Country Description: Guinea is a developing coastal West African country with minimal facilities for tourism. Travelers should make hotel arrangements in advance.

Passport and/or Visa Requirements: A visa is required. There is an airport departure tax. Travelers should obtain the latest information and details from the Embassy of the Republic of Guinea, 2112 Leroy Street, N.W., Washington, D.C. 20008, telephone (202) 483-9420. Overseas inquiries should be made to the nearest Guinean embassy or consulate.

Travel Warnings, Advisories and Areas of Instability: Guinea has experienced occasional civil unrest in larger towns in all regions of the country. Conakry, the capital city, experienced violence during an early February 1996 military mutiny over soldiers' pay. The government of Guinea has taken steps to address the soldiers' grievances, and life in Conakry has returned to normal; however, the long-term outlook remains unclear. U.S. citizens have not been targeted in any demonstration-related violence.

Medical Facilities: Medical facilities are limited. Doctors and hospitals often expect immediate cash payment for health services. U.S. medical insurance is not always valid outside the United States. The Medicare/Medicaid program does not provide for payment of medical services outside the United States. Travelers have found that supplemental medical insurance with specific overseas and medical evacuation coverage has proven to be useful. For additional health information, travelers can contact the Centers for Disease Control and Prevention's international travelers hotline at (404) 332-4559.

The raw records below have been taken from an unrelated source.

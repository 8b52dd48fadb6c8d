//! Secondary display window lifecycle
//!
//! This module provides:
//! - `DisplaySurfaceManager`: owns at most one live display window
//! - `SurfaceHandle`: opaque reference to the live window
//! - `Projector`: cheap shared handle for pushing frames from listeners
//! - The socket protocol and window backends in submodules
//!
//! Opening a surface injects the style document exactly once before any
//! frame. Closing is idempotent, works on stale handles, and happens
//! implicitly at teardown so no window outlives the app.

pub mod backend;
pub mod client;
pub mod protocol;

use std::path::PathBuf;
use std::sync::{Arc, Mutex};

use thiserror::Error;
use uuid::Uuid;

use crate::presentation::DisplayFrame;

use backend::{SurfaceBackend, SurfaceWindow, WindowRequest};
use protocol::SurfaceMessage;

pub use protocol::SurfaceStyle;

/// Errors from display window operations
#[derive(Debug, Error)]
pub enum SurfaceError {
    /// The environment refused to produce a window; non-fatal, retryable
    #[error("display window unavailable: {0}")]
    Unavailable(String),
}

/// Opaque reference to a live display window
#[derive(Debug, Clone, Copy, PartialEq, Eq)]
pub struct SurfaceHandle {
    id: Uuid,
}

/// Fixed parameters for opened windows
#[derive(Debug, Clone)]
pub struct SurfaceSettings {
    pub title: String,
    pub cols: u16,
    pub rows: u16,
    /// Directory display sockets are created in
    pub socket_dir: PathBuf,
}

struct ActiveSurface {
    handle: SurfaceHandle,
    window: Box<dyn SurfaceWindow>,
}

type SharedSurface = Arc<Mutex<Option<ActiveSurface>>>;

/// Owns the display window lifecycle
pub struct DisplaySurfaceManager {
    backend: Box<dyn SurfaceBackend>,
    settings: SurfaceSettings,
    active: SharedSurface,
}

impl DisplaySurfaceManager {
    pub fn new(backend: Box<dyn SurfaceBackend>, settings: SurfaceSettings) -> Self {
        Self {
            backend,
            settings,
            active: Arc::new(Mutex::new(None)),
        }
    }

    /// Open the display window, injecting `style` once before any frame
    ///
    /// If a healthy window is already open its handle is returned unchanged
    /// (reopening focuses attention on the same window rather than stacking
    /// new ones). A dead window is cleaned up and replaced.
    pub fn open(&mut self, style: &SurfaceStyle) -> Result<SurfaceHandle, SurfaceError> {
        let Ok(mut active) = self.active.lock() else {
            return Err(SurfaceError::Unavailable(
                "surface state lock poisoned".to_string(),
            ));
        };

        if let Some(surface) = active.as_mut() {
            if surface.window.is_alive() {
                tracing::debug!("Display already open, reusing handle");
                return Ok(surface.handle);
            }
            tracing::info!("Display window died, reopening");
            if let Some(mut dead) = active.take() {
                dead.window.close();
            }
        }

        let request = WindowRequest {
            title: self.settings.title.clone(),
            cols: self.settings.cols,
            rows: self.settings.rows,
            socket_path: self
                .settings
                .socket_dir
                .join(format!("display-{}.sock", Uuid::new_v4())),
        };

        let mut window = self.backend.open_window(&request)?;
        if let Err(e) = window.send(&SurfaceMessage::Style(style.clone())) {
            window.close();
            return Err(SurfaceError::Unavailable(format!(
                "style injection failed: {e}"
            )));
        }

        let handle = SurfaceHandle { id: Uuid::new_v4() };
        tracing::info!("Display surface opened");
        *active = Some(ActiveSurface { handle, window });
        Ok(handle)
    }

    /// Close the window behind a handle
    ///
    /// Idempotent: a handle that is already closed, stale, or from an
    /// earlier window does nothing.
    pub fn close(&mut self, handle: SurfaceHandle) {
        let Ok(mut active) = self.active.lock() else {
            return;
        };
        let matches = active
            .as_ref()
            .map(|surface| surface.handle == handle)
            .unwrap_or(false);
        if !matches {
            return;
        }
        if let Some(mut surface) = active.take() {
            surface.window.close();
            tracing::info!("Display surface closed");
        }
    }

    /// Push a frame to the live window; no-op when none is open
    pub fn project(&self, frame: &DisplayFrame) {
        project_shared(&self.active, frame);
    }

    /// Shared projection handle for store listeners
    pub fn projector(&self) -> Projector {
        Projector {
            active: Arc::clone(&self.active),
        }
    }

    /// Handle of the live window, if any
    pub fn handle(&self) -> Option<SurfaceHandle> {
        self.active
            .lock()
            .ok()
            .and_then(|active| active.as_ref().map(|s| s.handle))
    }

    /// Whether a window is currently open
    pub fn is_open(&self) -> bool {
        self.active
            .lock()
            .map(|active| active.is_some())
            .unwrap_or(false)
    }

    /// Drop a window whose other end has gone away
    ///
    /// Returns true when a dead window was cleaned up, so the caller can
    /// tell the user the display disappeared.
    pub fn reap(&mut self) -> bool {
        let Ok(mut active) = self.active.lock() else {
            return false;
        };
        let dead = active
            .as_mut()
            .map(|surface| !surface.window.is_alive())
            .unwrap_or(false);
        if dead {
            if let Some(mut surface) = active.take() {
                surface.window.close();
            }
            tracing::info!("Display window was closed from the outside");
        }
        dead
    }

    /// Close whatever is open; part of app teardown
    pub fn shutdown(&mut self) {
        if let Ok(mut active) = self.active.lock() {
            if let Some(mut surface) = active.take() {
                surface.window.close();
                tracing::info!("Display surface closed at shutdown");
            }
        }
    }
}

impl Drop for DisplaySurfaceManager {
    fn drop(&mut self) {
        self.shutdown();
    }
}

/// Cheap clonable frame sink for the store's notification path
#[derive(Clone)]
pub struct Projector {
    active: SharedSurface,
}

impl Projector {
    /// Push a frame to the live window; no-op when none is open
    pub fn project(&self, frame: &DisplayFrame) {
        project_shared(&self.active, frame);
    }
}

fn project_shared(active: &SharedSurface, frame: &DisplayFrame) {
    let Ok(mut active) = active.lock() else {
        return;
    };
    if let Some(surface) = active.as_mut() {
        if let Err(e) = surface.window.send(&SurfaceMessage::Frame(frame.clone())) {
            // The window marks itself dead; the app's reap pass will clean
            // up and tell the user.
            tracing::warn!("Dropping frame for dead display: {e}");
        }
    }
}

#[cfg(test)]
mod tests {
    use super::*;
    use backend::MemoryBackend;

    fn test_settings() -> SurfaceSettings {
        SurfaceSettings {
            title: "Timer Display".to_string(),
            cols: 100,
            rows: 30,
            socket_dir: PathBuf::from("/tmp"),
        }
    }

    fn test_manager() -> (DisplaySurfaceManager, MemoryBackend) {
        let backend = MemoryBackend::new();
        let manager =
            DisplaySurfaceManager::new(Box::new(backend.clone()), test_settings());
        (manager, backend)
    }

    fn frame(seconds: u8) -> DisplayFrame {
        DisplayFrame {
            headline: format!("{seconds} seconds remaining"),
            precise: format!("00:00:{seconds:02}"),
            org_logo: None,
            event_logo: None,
        }
    }

    #[test]
    fn test_open_injects_style_once_before_frames() {
        let (mut manager, backend) = test_manager();
        manager.open(&SurfaceStyle::default()).unwrap();

        manager.project(&frame(5));
        manager.project(&frame(4));

        let messages = backend.messages(0);
        assert!(matches!(messages[0], SurfaceMessage::Style(_)));
        let styles = messages
            .iter()
            .filter(|m| matches!(m, SurfaceMessage::Style(_)))
            .count();
        assert_eq!(styles, 1);
        let frames = messages
            .iter()
            .filter(|m| matches!(m, SurfaceMessage::Frame(_)))
            .count();
        assert_eq!(frames, 2);
    }

    #[test]
    fn test_project_without_surface_is_noop() {
        let (manager, backend) = test_manager();
        manager.project(&frame(9));
        assert_eq!(backend.window_count(), 0);
    }

    #[test]
    fn test_close_stops_writes_and_is_idempotent() {
        let (mut manager, backend) = test_manager();
        let handle = manager.open(&SurfaceStyle::default()).unwrap();
        manager.project(&frame(5));

        manager.close(handle);
        assert!(!manager.is_open());
        let before = backend.messages(0).len();

        manager.project(&frame(4));
        manager.close(handle);
        assert_eq!(backend.messages(0).len(), before, "no writes after close");
        assert!(!backend.is_open(0));
    }

    #[test]
    fn test_stale_handle_does_not_close_a_newer_window() {
        let (mut manager, backend) = test_manager();
        let old = manager.open(&SurfaceStyle::default()).unwrap();
        manager.close(old);

        let new = manager.open(&SurfaceStyle::default()).unwrap();
        assert_ne!(old, new);

        manager.close(old);
        assert!(manager.is_open());
        assert!(backend.is_open(1));
    }

    #[test]
    fn test_open_reuses_a_healthy_window() {
        let (mut manager, backend) = test_manager();
        let first = manager.open(&SurfaceStyle::default()).unwrap();
        let second = manager.open(&SurfaceStyle::default()).unwrap();
        assert_eq!(first, second);
        assert_eq!(backend.window_count(), 1);
    }

    #[test]
    fn test_open_replaces_a_dead_window() {
        let (mut manager, backend) = test_manager();
        let first = manager.open(&SurfaceStyle::default()).unwrap();
        backend.kill(0);

        let second = manager.open(&SurfaceStyle::default()).unwrap();
        assert_ne!(first, second);
        assert_eq!(backend.window_count(), 2);
    }

    #[test]
    fn test_refusal_is_retryable() {
        let (mut manager, backend) = test_manager();
        backend.set_refuse(true);
        assert!(matches!(
            manager.open(&SurfaceStyle::default()),
            Err(SurfaceError::Unavailable(_))
        ));
        assert!(!manager.is_open());

        backend.set_refuse(false);
        assert!(manager.open(&SurfaceStyle::default()).is_ok());
    }

    #[test]
    fn test_projector_shares_the_live_window() {
        let (mut manager, backend) = test_manager();
        let projector = manager.projector();

        projector.project(&frame(8));
        assert_eq!(backend.window_count(), 0, "nothing before open");

        let handle = manager.open(&SurfaceStyle::default()).unwrap();
        projector.project(&frame(7));
        assert_eq!(backend.messages(0).len(), 2); // style + frame

        manager.close(handle);
        projector.project(&frame(6));
        assert_eq!(backend.messages(0).len(), 2, "projector respects close");
    }

    #[test]
    fn test_reap_reports_an_outside_close() {
        let (mut manager, backend) = test_manager();
        manager.open(&SurfaceStyle::default()).unwrap();

        assert!(!manager.reap());
        backend.kill(0);
        assert!(manager.reap());
        assert!(!manager.is_open());
        assert!(!manager.reap(), "second reap finds nothing");
    }

    #[test]
    fn test_shutdown_closes_implicitly() {
        let (mut manager, backend) = test_manager();
        manager.open(&SurfaceStyle::default()).unwrap();
        manager.shutdown();
        assert!(!backend.is_open(0));
        assert!(!manager.is_open());
    }

    #[test]
    fn test_drop_closes_implicitly() {
        let (mut manager, backend) = test_manager();
        manager.open(&SurfaceStyle::default()).unwrap();
        drop(manager);
        assert!(!backend.is_open(0));
    }
}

Travel Warnings, Advisories and Areas of Instability: In an effort to stem the tide of urban banditry, the Guinean government has established roadblocks from midnight to 6 AM. Residential and street crime is common. Criminals particularly target visitors at the airport, in the markets, and near hotels and restaurants frequented by foreigners. Visitors should avoid unsolicited offers of assistance by freelancers at the airport or hotels as these people may be seeking opportunities to make off with bags, purses, or wallets. Being met at the airport by your hotel personnel, family members or business contacts can reduce vulnerability to these crimes of opportunity. Commercial scams and disputes with local business partners have occasionally created legal difficulties for U.S. citizens. The ability of the U.S. Embassy to extricate U.S. citizens from unlawful business deals is extremely limited.

The loss or theft abroad of a U.S. passport should be reported immediately to local police and to the U.S. Embassy. The pamphlets, "A Safe Trip Abroad" and "Tips for Travelers to Sub-Saharan Africa," provide useful information on protecting personal security while traveling abroad and on travel in the region in general. Both are available from the Superintendent of Documents, U.S. Government Printing Office, Washington, D.C. 20402.

Drug Penalties: U.S. citizens are subject to the laws of the country in which they are traveling. Penalties for possession, use or trafficking in illegal drugs are strict. Convicted offenders can expect jail sentences and fines.

Restrictions on Photography: Visitors are advised to restrict photography to private gatherings. Explicit permission from the Guinean government should be obtained before photographing military and transportation facilities, government buildings or public works. Visitors should note that taking a photograph without permission in any public area may agitate security personnel or create offense among those being photographed.

Currency Regulations: Credit cards are rarely accepted in Guinea, and credit card cash advances are not available at local banks. Inter-bank fund transfers are frequently difficult, if not impossible, to accomplish.

Telephones: The communication system is poor. Telephones are available in Conakry and other major towns at major hotels. International service is frequently unreliable.

Local Transportation: Guinea's road network is underdeveloped. Vehicles are often poorly maintained; road safety rules are routinely ignored; and night time travel is inadvisable. Domestic airlines offer services to most interior cities on a variety of Russian turbo prop aircraft to often rudimentary dirt landing strips.

Embassy Location/Registration: U.S. citizens are encouraged to register with the Consular Section of the U.S. Embassy in Conakry at Second Boulevard and Ninth Avenue, and to obtain updated information on travel and security in Guinea. The U.S. Embassy's mailing address is B.P. 603. The telephone number is (224) 41-15-20/21/23. The fax number is (224) 41-15-22.